** Opening Entries provided block **

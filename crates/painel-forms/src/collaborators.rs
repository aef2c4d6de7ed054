#![forbid(unsafe_code)]

//! Narrow interfaces to the host's data and navigation layers.
//!
//! Calls are dispatch-only. Each [`DataSource`] call must resolve exactly
//! once, later, by the host handing `(token, result)` back to the component
//! that issued it (`SubmissionController::resolve`, `EntityLoader::resolve`,
//! `CollectionView::apply_reload`). Implementations must not call back into
//! the issuing component from inside the dispatch.

use std::collections::BTreeMap;

use painel_runtime::FetchToken;
use serde::{Deserialize, Serialize};
use serde_json::Value;

/// Parameters of a list request.
#[derive(Debug, Clone, Default, PartialEq, Eq, Serialize, Deserialize)]
pub struct ListParams {
    /// Free-text search.
    #[serde(default, skip_serializing_if = "Option::is_none")]
    pub search: Option<String>,
    /// Attribute filters, e.g. `active=true`.
    #[serde(default, skip_serializing_if = "BTreeMap::is_empty")]
    pub filters: BTreeMap<String, String>,
}

impl ListParams {
    /// No search, no filters.
    #[must_use]
    pub fn new() -> Self {
        Self::default()
    }

    /// Set the search term; blank terms are dropped.
    #[must_use]
    pub fn search(mut self, term: impl Into<String>) -> Self {
        let term = term.into();
        self.search = (!term.trim().is_empty()).then_some(term);
        self
    }

    /// Add an attribute filter.
    #[must_use]
    pub fn filter(mut self, key: impl Into<String>, value: impl Into<String>) -> Self {
        self.filters.insert(key.into(), value.into());
        self
    }
}

/// Fetch-and-return entities.
pub trait DataSource {
    /// List entities matching `params`.
    fn list(&self, params: &ListParams, token: FetchToken);

    /// Load one entity; a missing id resolves with `FetchError::NotFound`.
    fn get(&self, id: &str, token: FetchToken);

    /// Create an entity from `payload`.
    fn create(&self, payload: &Value, token: FetchToken);

    /// Update entity `id` with `payload`.
    fn update(&self, id: &str, payload: &Value, token: FetchToken);
}

/// Navigate-to-path. Fire and forget.
pub trait Navigator {
    /// Go to `path`.
    fn go_to(&self, path: &str);
}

** Closing Entries provided block **

_Your objective_
If a line comes after the one with "that issued it", leave it out; reproduce exactly every line of the material from the first up to and including that one.

_Written solution_
filename crates/painel-forms/src/collaborators.rs
repository aef2c4d6de7ed054
#![forbid(unsafe_code)]

//! Narrow interfaces to the host's data and navigation layers.
//!
//! Calls are dispatch-only. Each [`DataSource`] call must resolve exactly
//! once, later, by the host handing `(token, result)` back to the component
//! that issued it (`SubmissionController::resolve`, `EntityLoader::resolve`,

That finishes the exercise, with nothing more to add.